Posaconazole for the Treatment of Azole-Refractory Oropharyngeal and Esophageal Candidiasis in Subjects with HIV Infection
Background. We evaluated the efficacy and safety of oral posaconazole for human immunodeficiency virus (HIV)–infected subjects with oropharyngeal candidiasis (OPC) and/or esophageal candidiasis (EC) who were clinically refractory to treatment with oral fluconazole or itraconazole. Methods. Subjects with confirmed OPC or EC who did not improve after receiving standard courses of fluconazole or itraconazole treatment were eligible for study enrollment. Subjects received either oral posaconazole (400 mg twice daily) for 3 days followed by oral posaconazole (400 mg once daily) for 25 days (regimen A; 103 patients) or oral posaconazole (400 mg twice daily) for 28 days (regimen B; 96 patients). The primary end point was cure or improvement after 28 days. Primary efficacy analyses were performed on the subset of treated subjects with refractory disease (e.g., baseline culture positive for fluconazole- or itraconazole-resistant Candida species or persistent or progressive clinical signs or symptoms consistent with treatment failure). Results. Of the modified intent-to-treat population, 132 (75%) of 176 subjects achieved a clinical response to posaconazole treatment.

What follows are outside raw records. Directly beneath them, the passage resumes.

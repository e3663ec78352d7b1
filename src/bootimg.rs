//! The Android boot image header and the Loki overlay that gets stamped
//! into it at offset 0x400.
//!
//! Both structures live inside the first page of the image. All multi-byte
//! fields are little-endian; every accessor here is a bounds-checked read
//! or write into an owned byte buffer, never a raw cast.

use std::fmt;
use std::str::FromStr;

use crate::error::{Error, Result};

pub const BOOT_MAGIC: [u8; 8] = *b"ANDROID!";
pub const BOOT_MAGIC_SIZE: usize = 8;
pub const BOOT_NAME_SIZE: usize = 16;
pub const BOOT_ARGS_SIZE: usize = 512;
/// Total serialized size of `BootImgHdr`.
pub const BOOT_HDR_SIZE: usize = 608;
/// Upper bound on any single size field in the header. Real kernels and
/// ramdisks top out at a few MiB; a larger value is a corrupt or hostile
/// header, and rejecting it at parse time keeps the alignment and layout
/// arithmetic in `u32` range.
pub const COMPONENT_MAX_SIZE: u32 = 64 * 1024 * 1024;

pub const LOKI_MAGIC: [u8; 4] = *b"LOKI";
/// Fixed byte offset of the Loki overlay inside the image.
pub const LOKI_HDR_OFFSET: usize = 0x400;
pub const LOKI_BUILD_SIZE: usize = 128;
/// Total serialized size of `LokiHdr`.
pub const LOKI_HDR_SIZE: usize = 148;

/// Which partition an image is meant for. Stored in the Loki header so the
/// flash path can refuse to put a recovery image on the boot partition.
#[derive(Debug, Clone, Copy, PartialEq, Eq)]
pub enum ImageKind {
    Boot,
    Recovery,
}

impl ImageKind {
    pub fn as_flag(self) -> u32 {
        match self {
            ImageKind::Boot => 0,
            ImageKind::Recovery => 1,
        }
    }

    pub fn from_flag(flag: u32) -> Option<Self> {
        match flag {
            0 => Some(ImageKind::Boot),
            1 => Some(ImageKind::Recovery),
            _ => None,
        }
    }
}

impl fmt::Display for ImageKind {
    fn fmt(&self, f: &mut fmt::Formatter<'_>) -> fmt::Result {
        match self {
            ImageKind::Boot => f.write_str("boot"),
            ImageKind::Recovery => f.write_str("recovery"),
        }
    }
}

impl FromStr for ImageKind {
    type Err = String;

    fn from_str(s: &str) -> std::result::Result<Self, Self::Err> {
        match s {
            "boot" => Ok(ImageKind::Boot),
            "recovery" => Ok(ImageKind::Recovery),
            other => Err(format!("partition must be \"boot\" or \"recovery\", got {other:?}")),
        }
    }
}

/// Round `size` up to the next page boundary. `page_mask` is `page_size - 1`.
///
/// `size` must come from a parsed header, where it is capped at
/// [`COMPONENT_MAX_SIZE`]; the sum cannot wrap under that cap.
pub fn page_align(size: u32, page_mask: u32) -> u32 {
    (size + page_mask) & !page_mask
}

fn u32_at(buf: &[u8], off: usize) -> u32 {
    let mut b = [0u8; 4];
    b.copy_from_slice(&buf[off..off + 4]);
    u32::from_le_bytes(b)
}

fn put_u32(buf: &mut [u8], off: usize, val: u32) {
    buf[off..off + 4].copy_from_slice(&val.to_le_bytes());
}

/// Fixed-layout Android boot image header.
///
/// Size fields are byte counts; `*_addr` fields are absolute load addresses
/// in the device's physical address space.
#[derive(Debug, Clone, PartialEq, Eq)]
pub struct BootImgHdr {
    pub kernel_size: u32,
    pub kernel_addr: u32,
    pub ramdisk_size: u32,
    pub ramdisk_addr: u32,
    pub second_size: u32,
    pub second_addr: u32,
    pub tags_addr: u32,
    pub page_size: u32,
    pub dt_size: u32,
    pub unused: u32,
    pub name: [u8; BOOT_NAME_SIZE],
    pub cmdline: [u8; BOOT_ARGS_SIZE],
    pub id: [u32; 8],
}

impl BootImgHdr {
    /// Parse the header out of the start of an image buffer.
    pub fn parse(buf: &[u8]) -> Result<Self> {
        if buf.len() < BOOT_HDR_SIZE {
            return Err(Error::InvalidImage("image is smaller than the boot header"));
        }
        if buf[..BOOT_MAGIC_SIZE] != BOOT_MAGIC {
            return Err(Error::InvalidImage("missing ANDROID! magic"));
        }

        let page_size = u32_at(buf, 36);
        if page_size == 0 || !page_size.is_power_of_two() {
            return Err(Error::InvalidImage("page size is not a power of two"));
        }

        let kernel_size = u32_at(buf, 8);
        let ramdisk_size = u32_at(buf, 16);
        let second_size = u32_at(buf, 24);
        let dt_size = u32_at(buf, 40);
        if kernel_size > COMPONENT_MAX_SIZE
            || ramdisk_size > COMPONENT_MAX_SIZE
            || second_size > COMPONENT_MAX_SIZE
            || dt_size > COMPONENT_MAX_SIZE
        {
            return Err(Error::InvalidImage("size field exceeds the component limit"));
        }

        let mut name = [0u8; BOOT_NAME_SIZE];
        name.copy_from_slice(&buf[48..48 + BOOT_NAME_SIZE]);
        let mut cmdline = [0u8; BOOT_ARGS_SIZE];
        cmdline.copy_from_slice(&buf[64..64 + BOOT_ARGS_SIZE]);
        let mut id = [0u32; 8];
        for (i, word) in id.iter_mut().enumerate() {
            *word = u32_at(buf, 576 + i * 4);
        }

        Ok(BootImgHdr {
            kernel_size,
            kernel_addr: u32_at(buf, 12),
            ramdisk_size,
            ramdisk_addr: u32_at(buf, 20),
            second_size,
            second_addr: u32_at(buf, 28),
            tags_addr: u32_at(buf, 32),
            page_size,
            dt_size,
            unused: u32_at(buf, 44),
            name,
            cmdline,
            id,
        })
    }

    /// Serialize into the start of `buf`, which must hold at least
    /// `BOOT_HDR_SIZE` bytes.
    pub fn write_to(&self, buf: &mut [u8]) -> Result<()> {
        if buf.len() < BOOT_HDR_SIZE {
            return Err(Error::InvalidImage("header destination is too small"));
        }
        buf[..BOOT_MAGIC_SIZE].copy_from_slice(&BOOT_MAGIC);
        put_u32(buf, 8, self.kernel_size);
        put_u32(buf, 12, self.kernel_addr);
        put_u32(buf, 16, self.ramdisk_size);
        put_u32(buf, 20, self.ramdisk_addr);
        put_u32(buf, 24, self.second_size);
        put_u32(buf, 28, self.second_addr);
        put_u32(buf, 32, self.tags_addr);
        put_u32(buf, 36, self.page_size);
        put_u32(buf, 40, self.dt_size);
        put_u32(buf, 44, self.unused);
        buf[48..48 + BOOT_NAME_SIZE].copy_from_slice(&self.name);
        buf[64..64 + BOOT_ARGS_SIZE].copy_from_slice(&self.cmdline);
        for (i, word) in self.id.iter().enumerate() {
            put_u32(buf, 576 + i * 4, *word);
        }
        Ok(())
    }
}

/// Loki overlay: marker plus scratch area preserving the pre-patch header
/// values that the shellcode needs at boot.
#[derive(Debug, Clone, PartialEq, Eq)]
pub struct LokiHdr {
    pub kind: ImageKind,
    pub build: [u8; LOKI_BUILD_SIZE],
    pub orig_kernel_size: u32,
    pub orig_ramdisk_size: u32,
    pub ramdisk_addr: u32,
}

impl LokiHdr {
    pub fn new(
        kind: ImageKind,
        build: &str,
        orig_kernel_size: u32,
        orig_ramdisk_size: u32,
        ramdisk_addr: u32,
    ) -> Self {
        let mut buf = [0u8; LOKI_BUILD_SIZE];
        // strncpy semantics: truncate, keep the trailing NUL
        let n = build.len().min(LOKI_BUILD_SIZE - 1);
        buf[..n].copy_from_slice(&build.as_bytes()[..n]);
        LokiHdr {
            kind,
            build: buf,
            orig_kernel_size,
            orig_ramdisk_size,
            ramdisk_addr,
        }
    }

    /// Parse the overlay from a full image buffer.
    pub fn parse(image: &[u8]) -> Result<Self> {
        let buf = image
            .get(LOKI_HDR_OFFSET..LOKI_HDR_OFFSET + LOKI_HDR_SIZE)
            .ok_or(Error::InvalidImage("image is too small to hold a Loki header"))?;
        if buf[..4] != LOKI_MAGIC {
            return Err(Error::InvalidImage("not a Loki image"));
        }
        let kind = ImageKind::from_flag(u32_at(buf, 4))
            .ok_or(Error::InvalidImage("unknown image-kind flag"))?;
        let mut build = [0u8; LOKI_BUILD_SIZE];
        build.copy_from_slice(&buf[8..8 + LOKI_BUILD_SIZE]);
        Ok(LokiHdr {
            kind,
            build,
            orig_kernel_size: u32_at(buf, 136),
            orig_ramdisk_size: u32_at(buf, 140),
            ramdisk_addr: u32_at(buf, 144),
        })
    }

    /// Serialize into a full image buffer at the fixed overlay offset.
    pub fn write_to(&self, image: &mut [u8]) -> Result<()> {
        let buf = image
            .get_mut(LOKI_HDR_OFFSET..LOKI_HDR_OFFSET + LOKI_HDR_SIZE)
            .ok_or(Error::InvalidImage("image is too small to hold a Loki header"))?;
        buf[..4].copy_from_slice(&LOKI_MAGIC);
        put_u32(buf, 4, self.kind.as_flag());
        buf[8..8 + LOKI_BUILD_SIZE].copy_from_slice(&self.build);
        put_u32(buf, 136, self.orig_kernel_size);
        put_u32(buf, 140, self.orig_ramdisk_size);
        put_u32(buf, 144, self.ramdisk_addr);
        Ok(())
    }
}

/// True if the Loki magic is already stamped into the image. Presence of
/// the magic means the image must not be transformed again.
pub fn has_loki_magic(image: &[u8]) -> bool {
    image
        .get(LOKI_HDR_OFFSET..LOKI_HDR_OFFSET + 4)
        .map(|m| m == LOKI_MAGIC)
        .unwrap_or(false)
}

/// How far `inspect` looks when deciding whether a partition is blank.
const BLANK_SCAN_LEN: usize = 0x1000;

/// What a partition's current contents look like.
#[derive(Debug, Clone, Copy, PartialEq, Eq)]
pub enum PartitionStatus {
    /// Already carries the Loki magic; nothing to do.
    Patched,
    /// A plain Android boot image that can be patched.
    NeedsPatch,
    /// Entirely zeroed / uninitialized; skip it, this is not an error.
    Blank,
    /// Nonblank but neither magic matches; leave it alone.
    Unrecognized,
}

impl fmt::Display for PartitionStatus {
    fn fmt(&self, f: &mut fmt::Formatter<'_>) -> fmt::Result {
        let s = match self {
            PartitionStatus::Patched => "already a Loki image",
            PartitionStatus::NeedsPatch => "needs patching",
            PartitionStatus::Blank => "blank, skipping",
            PartitionStatus::Unrecognized => "not a recognized boot image",
        };
        f.write_str(s)
    }
}

/// Classify the head of a partition.
pub fn inspect(head: &[u8]) -> PartitionStatus {
    if has_loki_magic(head) {
        return PartitionStatus::Patched;
    }
    if head.len() >= BOOT_MAGIC_SIZE && head[..BOOT_MAGIC_SIZE] == BOOT_MAGIC {
        return PartitionStatus::NeedsPatch;
    }
    let scan = &head[..head.len().min(BLANK_SCAN_LEN)];
    if scan.iter().all(|&b| b == 0) {
        PartitionStatus::Blank
    } else {
        PartitionStatus::Unrecognized
    }
}

#[cfg(test)]
mod tests {
    use super::*;

    fn sample_hdr() -> BootImgHdr {
        BootImgHdr {
            kernel_size: 5_000_000,
            kernel_addr: 0x80208000,
            ramdisk_size: 200_000,
            ramdisk_addr: 0x82008000,
            second_size: 0,
            second_addr: 0x81100000,
            tags_addr: 0x80200100,
            page_size: 2048,
            dt_size: 0,
            unused: 0,
            name: [0; BOOT_NAME_SIZE],
            cmdline: [0; BOOT_ARGS_SIZE],
            id: [0; 8],
        }
    }

    #[test]
    fn header_roundtrip() {
        let hdr = sample_hdr();
        let mut buf = vec![0u8; 2048];
        hdr.write_to(&mut buf).unwrap();
        assert_eq!(BootImgHdr::parse(&buf).unwrap(), hdr);
    }

    #[test]
    fn header_rejects_bad_magic() {
        let buf = vec![0u8; 2048];
        assert!(matches!(
            BootImgHdr::parse(&buf),
            Err(crate::Error::InvalidImage(_))
        ));
    }

    #[test]
    fn header_rejects_bad_page_size() {
        let hdr = sample_hdr();
        let mut buf = vec![0u8; 2048];
        hdr.write_to(&mut buf).unwrap();
        buf[36..40].copy_from_slice(&100u32.to_le_bytes());
        assert!(BootImgHdr::parse(&buf).is_err());
    }

    #[test]
    fn header_rejects_oversized_size_fields() {
        let mut buf = vec![0u8; 2048];
        sample_hdr().write_to(&mut buf).unwrap();
        // kernel_size that would wrap the page-align sum
        buf[8..12].copy_from_slice(&0xffff_f801u32.to_le_bytes());
        assert!(matches!(
            BootImgHdr::parse(&buf),
            Err(crate::Error::InvalidImage(_))
        ));

        let mut buf = vec![0u8; 2048];
        sample_hdr().write_to(&mut buf).unwrap();
        buf[40..44].copy_from_slice(&(COMPONENT_MAX_SIZE + 1).to_le_bytes());
        assert!(BootImgHdr::parse(&buf).is_err());
    }

    #[test]
    fn loki_hdr_roundtrip() {
        let loki = LokiHdr::new(ImageKind::Recovery, "JDQ39.I337UCUAMDB", 123, 456, 0x80a08000);
        let mut image = vec![0u8; 2048];
        loki.write_to(&mut image).unwrap();
        assert!(has_loki_magic(&image));
        let parsed = LokiHdr::parse(&image).unwrap();
        assert_eq!(parsed, loki);
        assert!(parsed.build.starts_with(b"JDQ39.I337UCUAMDB\0"));
    }

    #[test]
    fn build_string_is_truncated() {
        let long = "x".repeat(400);
        let loki = LokiHdr::new(ImageKind::Boot, &long, 0, 0, 0);
        assert_eq!(loki.build[LOKI_BUILD_SIZE - 1], 0);
        assert!(loki.build[..LOKI_BUILD_SIZE - 1].iter().all(|&b| b == b'x'));
    }

    #[test]
    fn page_align_rounds_up() {
        assert_eq!(page_align(0, 2047), 0);
        assert_eq!(page_align(1, 2047), 2048);
        assert_eq!(page_align(2048, 2047), 2048);
        assert_eq!(page_align(2049, 2047), 4096);
        assert_eq!(page_align(5_000_000, 2047), 5_001_216);
    }

    #[test]
    fn inspect_classifies_partitions() {
        let mut android = vec![0u8; 4096];
        android[..8].copy_from_slice(&BOOT_MAGIC);
        assert_eq!(inspect(&android), PartitionStatus::NeedsPatch);

        let mut loki = android.clone();
        loki[LOKI_HDR_OFFSET..LOKI_HDR_OFFSET + 4].copy_from_slice(&LOKI_MAGIC);
        assert_eq!(inspect(&loki), PartitionStatus::Patched);

        let blank = vec![0u8; 4096];
        assert_eq!(inspect(&blank), PartitionStatus::Blank);

        let mut junk = vec![0u8; 4096];
        junk[100] = 0xab;
        assert_eq!(inspect(&junk), PartitionStatus::Unrecognized);
    }
}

Clinical response rates were similar between regimen A recipients (75.3%) and regimen B recipients (74.7%). Clinical responses occurred in 67 (73%) of 92 subjects with baseline isolates resistant to fluconazole, 49 (74%) of 66 subjects with baseline isolates resistant to itraconazole, and 42 (74%) of 57 subjects with isolates resistant to both. Clinical response was achieved in 32 (74.4%) of 43 subjects with endoscopically documented EC. The most common treatment-related adverse events were diarrhea (11%), neutropenia (7%), flatulence (6%), and nausea (6%). Eight subjects (4%) discontinued therapy as a result of a treatment-related adverse event. Conclusions. Posaconazole offers a safe and effective treatment option for HIV-infected subjects with azole-refractory OPC and/or EC.